The research, which was funded by Cancer Research UK, has found that the rate of smokers who have successfully quit smoking tobacco products has been consistently rising, paralleled by the number of smokers using an e-cigarette to aid in their stop smoking attempt.
It has been identified that between 50,000 and 70,000 smokers successfully kick the habit every year with the help of an e-cigarette, many of whom would have continued to smoke if they had not made the switch to vaping.
This suggests that having a smoking cessation tool that closely simulates smoking, and offers the flexibility to choose one’s own flavours and nicotine strength, and personalise the device to suit the users needs, has motivated smokers to quit who would otherwise not have considered giving up their smoking habit. Part of the reason vaping has gained popularity, is that it feels much more familiar to those who were previously smokers than other nicotine replacement therapies such as gum or patches.
Dr Emma Beard, the lead author of the UCL study, stated,
“This study builds on the population surveys and clinical trials that find e-cigarettes can help smokers stop… England seems to have found a sensible balance between regulation and promotion of e-cigarettes.”
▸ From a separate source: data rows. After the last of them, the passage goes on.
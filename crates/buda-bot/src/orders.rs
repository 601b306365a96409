//! Order snapshot cache fed by the private realtime channel.
//!
//! Cache-then-fallback: the engine consults this first and falls back to
//! a REST fetch when the id is absent, so there is no staleness tracking
//! here.

use dashmap::DashMap;

use buda_common::OrderSnapshot;

#[derive(Debug, Default)]
pub struct OrderCache {
    orders: DashMap<String, OrderSnapshot>,
}

impl OrderCache {
    pub fn new() -> Self {
        Self::default()
    }

    /// Upsert the latest snapshot for an order.
    pub fn update_from_event(&self, snapshot: OrderSnapshot) {
        self.orders.insert(snapshot.id.clone(), snapshot);
    }

    /// Latest known snapshot for `order_id`, if any event has arrived.
    pub fn get_order(&self, order_id: &str) -> Option<OrderSnapshot> {
        self.orders.get(order_id).map(|entry| entry.value().clone())
    }

    pub fn len(&self) -> usize {
        self.orders.len()
    }

    pub fn is_empty(&self) -> bool {
        self.orders.is_empty()
    }
}
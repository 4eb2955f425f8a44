//! Metric helpers for `thingwire`.
//!
//! Names and thin wrappers around the [`metrics`](https://docs.rs/metrics)
//! crate. With the `metrics` feature disabled every helper compiles to a
//! no-op so call sites stay unconditional.

#[cfg(feature = "metrics")]
use metrics::{counter, gauge};

/// Name of the counter tracking frames recovered by the deframer.
pub const FRAMES_DECODED: &str = "thingwire_frames_decoded_total";
/// Name of the counter tracking decode faults, labelled by `kind`.
pub const DECODE_FAULTS: &str = "thingwire_decode_faults_total";
/// Name of the counter tracking dispatched service events, labelled by `event`.
pub const EVENTS_DISPATCHED: &str = "thingwire_events_dispatched_total";
/// Name of the gauge tracking registered thing sessions.
pub const THINGS_REGISTERED: &str = "thingwire_things_registered";

/// Record frames recovered from one chunk.
pub fn inc_frames_decoded(count: usize) {
    #[cfg(feature = "metrics")]
    {
        if count > 0 {
            counter!(FRAMES_DECODED).increment(u64::try_from(count).unwrap_or(u64::MAX));
        }
    }
    #[cfg(not(feature = "metrics"))]
    let _ = count;
}

/// Record a decode fault of the given category.
pub fn inc_decode_faults(kind: &'static str) {
    #[cfg(feature = "metrics")]
    {
        counter!(DECODE_FAULTS, "kind" => kind).increment(1);
    }
    #[cfg(not(feature = "metrics"))]
    let _ = kind;
}

/// Record one dispatched service event.
pub fn inc_events(event: &'static str) {
    #[cfg(feature = "metrics")]
    {
        counter!(EVENTS_DISPATCHED, "event" => event).increment(1);
    }
    #[cfg(not(feature = "metrics"))]
    let _ = event;
}

/// Publish the number of registered thing sessions.
pub fn set_things_registered(count: usize) {
    #[cfg(feature = "metrics")]
    {
        #[expect(
            clippy::cast_precision_loss,
            reason = "gauge values are f64; registry sizes stay far below 2^52"
        )]
        gauge!(THINGS_REGISTERED).set(count as f64);
    }
    #[cfg(not(feature = "metrics"))]
    let _ = count;
}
This research comes as a welcome follow up to the New England Journal of Medicine paper published earlier this year, which found that e-cigarettes are the most effective stop smoking aid, and a previous study by UCL which found that those who attempt to quit smoking with the help of an e-cigarette are 95% more likely to be successful than those who quit cold turkey.
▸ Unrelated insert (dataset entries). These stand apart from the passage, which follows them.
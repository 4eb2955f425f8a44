//! Unit tests for `Connection` event routing.

use std::sync::{Arc, Mutex};

use bytes::Bytes;
use rstest::{fixture, rstest};
use serde_json::json;
use tracing_test::traced_test;

use super::*;
use crate::{
    codec::DecodeFault,
    config::ClientMode,
    correlation::ClientToken,
    message::QoS,
    service::{BrokerError, ServiceEvent, ShadowStatus},
    session::{DuplicateRegistration, Registration},
    test_helpers::{Call, RecordingService},
};

type Log = Arc<Mutex<Vec<String>>>;

#[fixture]
fn log() -> Log { Arc::new(Mutex::new(Vec::new())) }

fn entries(log: &Log) -> Vec<String> { log.lock().expect("log lock").clone() }

fn recording_observers(log: &Log) -> Observers {
    let push = |log: &Log| {
        let log = Arc::clone(log);
        move |entry: String| log.lock().expect("log lock").push(entry)
    };
    let (connect, close, offline, reconnect) = (push(log), push(log), push(log), push(log));
    let (error, message, thing, granted) = (push(log), push(log), push(log), push(log));
    let (delta, answer, timeout) = (push(log), push(log), push(log));
    Observers::new()
        .on_connect(move || connect("connect".into()))
        .on_close(move || close("close".into()))
        .on_offline(move || offline("offline".into()))
        .on_reconnect(move || reconnect("reconnect".into()))
        .on_error(move |e| error(format!("error:{e}")))
        .on_message(move |topic, text| message(format!("message:{topic}:{text}")))
        .on_thing_connected(move |name| thing(format!("thing:{name}")))
        .on_subscription(move |grants| {
            for grant in grants {
                granted(format!("granted:{}:{}", grant.topic, grant.qos.as_u8()));
            }
        })
        .on_delta(move |name, state| delta(format!("delta:{name}:{state}")))
        .on_status(move |name, status, token, _| {
            answer(format!("status:{name}:{}:{token}", status.as_str()));
        })
        .on_timeout(move |name, token| timeout(format!("timeout:{name}:{token}")))
}

fn shadow_connection(log: &Log) -> Connection<RecordingService> {
    ConnectionBuilder::new()
        .with_mode(ClientMode::Shadow)
        .with_observers(recording_observers(log))
        .build(RecordingService::new())
}

/// PUBLISH qos 0 packet for `topic` carrying `payload`.
fn publish_packet(topic: &str, payload: &[u8]) -> Vec<u8> {
    let topic_len = u16::try_from(topic.len()).expect("short topic");
    let remaining = 2 + topic.len() + payload.len();
    let mut packet = vec![0x30, u8::try_from(remaining).expect("short packet")];
    packet.extend_from_slice(&topic_len.to_be_bytes());
    packet.extend_from_slice(topic.as_bytes());
    packet.extend_from_slice(payload);
    packet
}

#[rstest]
#[case(ServiceEvent::Connect, "connect")]
#[case(ServiceEvent::Reconnect, "reconnect")]
#[case(ServiceEvent::Offline, "offline")]
#[case(ServiceEvent::Close, "close")]
#[case(ServiceEvent::Error { reason: "boom".into() }, "error:transport error: boom")]
#[case(
    ServiceEvent::Timeout { thing: "lamp".into(), token: ClientToken::new("c-1") },
    "timeout:lamp:c-1"
)]
#[case(
    ServiceEvent::Delta { thing: "lamp".into(), state: json!({"on": true}) },
    r#"delta:lamp:{"on":true}"#
)]
#[case(
    ServiceEvent::Status {
        thing: "lamp".into(),
        status: ShadowStatus::Rejected,
        token: ClientToken::new("c-2"),
        state: json!({}),
    },
    "status:lamp:rejected:c-2"
)]
#[case(
    ServiceEvent::Message { topic: "a/b".into(), payload: Bytes::from_static(b"hi") },
    "message:a/b:hi"
)]
fn routes_each_event_to_its_observer(log: Log, #[case] event: ServiceEvent, #[case] expected: &str) {
    let mut connection = shadow_connection(&log);
    connection.dispatch(event);

    assert_eq!(entries(&log), [expected]);
}

#[rstest]
fn missing_observers_are_skipped() {
    let mut connection = ConnectionBuilder::new().build(RecordingService::new());
    connection.dispatch(ServiceEvent::Connect);
    connection.dispatch(ServiceEvent::Message {
        topic: "t".into(),
        payload: Bytes::from_static(b"x"),
    });
    connection.dispatch(ServiceEvent::Close);
}

#[rstest]
fn message_payload_is_lossy_text(log: Log) {
    let mut connection = shadow_connection(&log);
    connection.dispatch(ServiceEvent::Message {
        topic: "t".into(),
        payload: Bytes::from_static(&[b'o', b'k', 0xff]),
    });

    assert_eq!(entries(&log), ["message:t:ok\u{fffd}"]);
}

#[rstest]
#[traced_test]
fn close_clears_state_before_observer() {
    let observers = Observers::new().on_close(|| tracing::info!("close observer ran"));
    let mut connection = ConnectionBuilder::new()
        .with_mode(ClientMode::Shadow)
        .with_observers(observers)
        .build(RecordingService::new());
    let _ = connection.subscribe(["a", "b"], None);
    let _ = connection.add_thing("lamp", None);
    connection.dispatch(ServiceEvent::Chunk(Bytes::from_static(&[0x30, 0x05])));
    assert_eq!(connection.residual_len(), 2);

    connection.dispatch(ServiceEvent::Close);

    assert!(!connection.is_subscribed("a"));
    assert!(!connection.is_registered("lamp"));
    assert_eq!(connection.residual_len(), 0);
    logs_assert(|lines: &[&str]| {
        let position = |needle: &str| lines.iter().position(|line| line.contains(needle));
        match (position("session state cleared"), position("close observer ran")) {
            (Some(cleared), Some(observed)) if cleared < observed => Ok(()),
            other => Err(format!("unexpected close ordering: {other:?}")),
        }
    });
}

#[rstest]
fn repeated_close_unregisters_once(log: Log) {
    let mut connection = shadow_connection(&log);
    let _ = connection.add_thing("a", None);
    let _ = connection.add_thing("b", None);
    for _ in 0..3 {
        connection.dispatch(ServiceEvent::Close);
    }

    let unregisters = connection
        .service()
        .count(|call| matches!(call, Call::Unregister { .. }));
    assert_eq!(unregisters, 2);
    assert_eq!(entries(&log), ["close", "close", "close"]);
}

#[rstest]
fn close_allows_resubscribing(log: Log) {
    let mut connection = shadow_connection(&log);
    let _ = connection.subscribe(["a"], None);
    connection.dispatch(ServiceEvent::Close);
    let requested = connection.subscribe(["a"], None);

    assert_eq!(requested, ["a"]);
}

#[rstest]
fn chunk_is_deframed_into_messages(log: Log) {
    let mut connection = shadow_connection(&log);
    let packet = publish_packet("sensors/t", b"21.5");
    let (head, tail) = packet.split_at(5);

    connection.dispatch(ServiceEvent::Chunk(Bytes::copy_from_slice(head)));
    assert!(entries(&log).is_empty());
    connection.dispatch(ServiceEvent::Chunk(Bytes::copy_from_slice(tail)));

    assert_eq!(entries(&log), ["message:sensors/t:21.5"]);
}

#[rstest]
fn control_packets_are_not_messages(log: Log) {
    let mut connection = shadow_connection(&log);
    connection.ingest(&[0xd0, 0x00]);

    assert!(entries(&log).is_empty());
}

#[rstest]
fn decode_fault_reaches_error_observer(log: Log) {
    let mut connection = shadow_connection(&log);
    let mut chunk = publish_packet("t", b"1");
    chunk.extend_from_slice(&[0xff, 0xff, 0xff, 0xff, 0xff]);
    connection.ingest(&chunk);

    let seen = entries(&log);
    assert_eq!(seen.len(), 2);
    assert_eq!(seen[0], "message:t:1");
    assert!(seen[1].starts_with("error:failed to decode inbound data"));
    assert_eq!(connection.residual_len(), 0);
}

#[rstest]
fn subscription_grants_reach_observer(log: Log) {
    let mut connection = shadow_connection(&log);
    let options = crate::subscription::SubscribeOptions::default().with_qos(QoS::AtMostOnce);
    let _ = connection.subscribe(["a"], Some(options));
    connection.service_mut().grant_next_subscription();

    assert_eq!(entries(&log), ["granted:a:0"]);
}

#[rstest]
fn rejected_subscription_reports_error_and_persists(log: Log) {
    let mut connection = shadow_connection(&log);
    let _ = connection.subscribe(["denied"], None);
    connection.service_mut().reject_next_subscription();

    assert_eq!(
        entries(&log),
        ["error:broker rejected subscription to denied"]
    );
    assert!(connection.is_subscribed("denied"));
}

#[rstest]
fn registration_completion_notifies_thing_connected(log: Log) {
    let mut connection = shadow_connection(&log);
    assert_eq!(connection.add_thing("lamp", None), Registration::Registered);
    assert!(entries(&log).is_empty());

    connection.service_mut().complete_next_registration(Ok(()));
    assert_eq!(entries(&log), ["thing:lamp"]);
}

#[rstest]
fn failed_registration_reports_error_and_persists(log: Log) {
    let mut connection = shadow_connection(&log);
    let _ = connection.add_thing("lamp", None);
    connection
        .service_mut()
        .complete_next_registration(Err(BrokerError::RegistrationRejected {
            thing: "lamp".into(),
        }));

    assert_eq!(
        entries(&log),
        ["error:broker rejected registration of thing lamp"]
    );
    assert!(connection.is_registered("lamp"));
}

#[rstest]
#[case(DuplicateRegistration::Renotify, vec!["thing:lamp"])]
#[case(DuplicateRegistration::Ignore, vec![])]
fn duplicate_add_thing_follows_policy(
    log: Log,
    #[case] policy: DuplicateRegistration,
    #[case] expected: Vec<&str>,
) {
    let mut connection = ConnectionBuilder::new()
        .with_mode(ClientMode::Shadow)
        .with_duplicate_registration(policy)
        .with_observers(recording_observers(&log))
        .build(RecordingService::new());
    let _ = connection.add_thing("lamp", None);
    let _ = connection.add_thing("lamp", None);

    assert_eq!(entries(&log), expected);
    assert_eq!(
        connection
            .service()
            .count(|call| matches!(call, Call::Register { .. })),
        1
    );
}

#[rstest]
fn publish_forwards_and_maps_errors() {
    let mut connection = ConnectionBuilder::new().build(RecordingService::new());
    connection
        .publish("a/b", "hello", QoS::AtLeastOnce)
        .expect("publish queued");
    assert_eq!(
        connection.service().calls(),
        [Call::Publish {
            topic: "a/b".into(),
            payload: Bytes::from_static(b"hello"),
            qos: QoS::AtLeastOnce,
        }]
    );

    let failing = RecordingService::new().with_publish_error(BrokerError::Disconnected);
    let mut connection = ConnectionBuilder::new().build(failing);
    let err = connection
        .publish("a/b", Vec::from("x"), QoS::AtMostOnce)
        .expect_err("publish should fail");
    assert!(matches!(err, ClientError::Broker(BrokerError::Disconnected)));
}

#[rstest]
#[traced_test]
fn device_mode_refuses_things_with_warning(log: Log) {
    let mut connection = ConnectionBuilder::new()
        .with_observers(recording_observers(&log))
        .build(RecordingService::new());

    assert_eq!(connection.add_thing("lamp", None), Registration::Unsupported);
    assert!(connection.service().calls().is_empty());
    assert!(logs_contain("thing registration requires shadow mode"));
}

#[rstest]
#[traced_test]
fn get_on_unregistered_thing_warns_and_forwards(log: Log) {
    let mut connection = shadow_connection(&log);
    let token = connection.get("stranger");

    assert!(token.is_some());
    assert!(logs_contain("shadow get for unregistered thing"));
}

#[test]
fn decode_fault_converts_into_client_error() {
    let err = ClientError::from(DecodeFault::malformed("bad"));
    assert!(matches!(err, ClientError::Decode(_)));
}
These numbers demonstrate the tremendous hard work put in by both the vaping industry in collaboration with UKVIA, and health organisations such as Public Health England, ASH and Cancer Research UK, to research and publish data and statistics on the benefits of vaping. With smoking rates in the UK now at their lowest ever, and the continued research and endorsement of e-cigarettes by the NHS and health organisations, the possibility of a smoke free generation could become a reality in the not so distant future.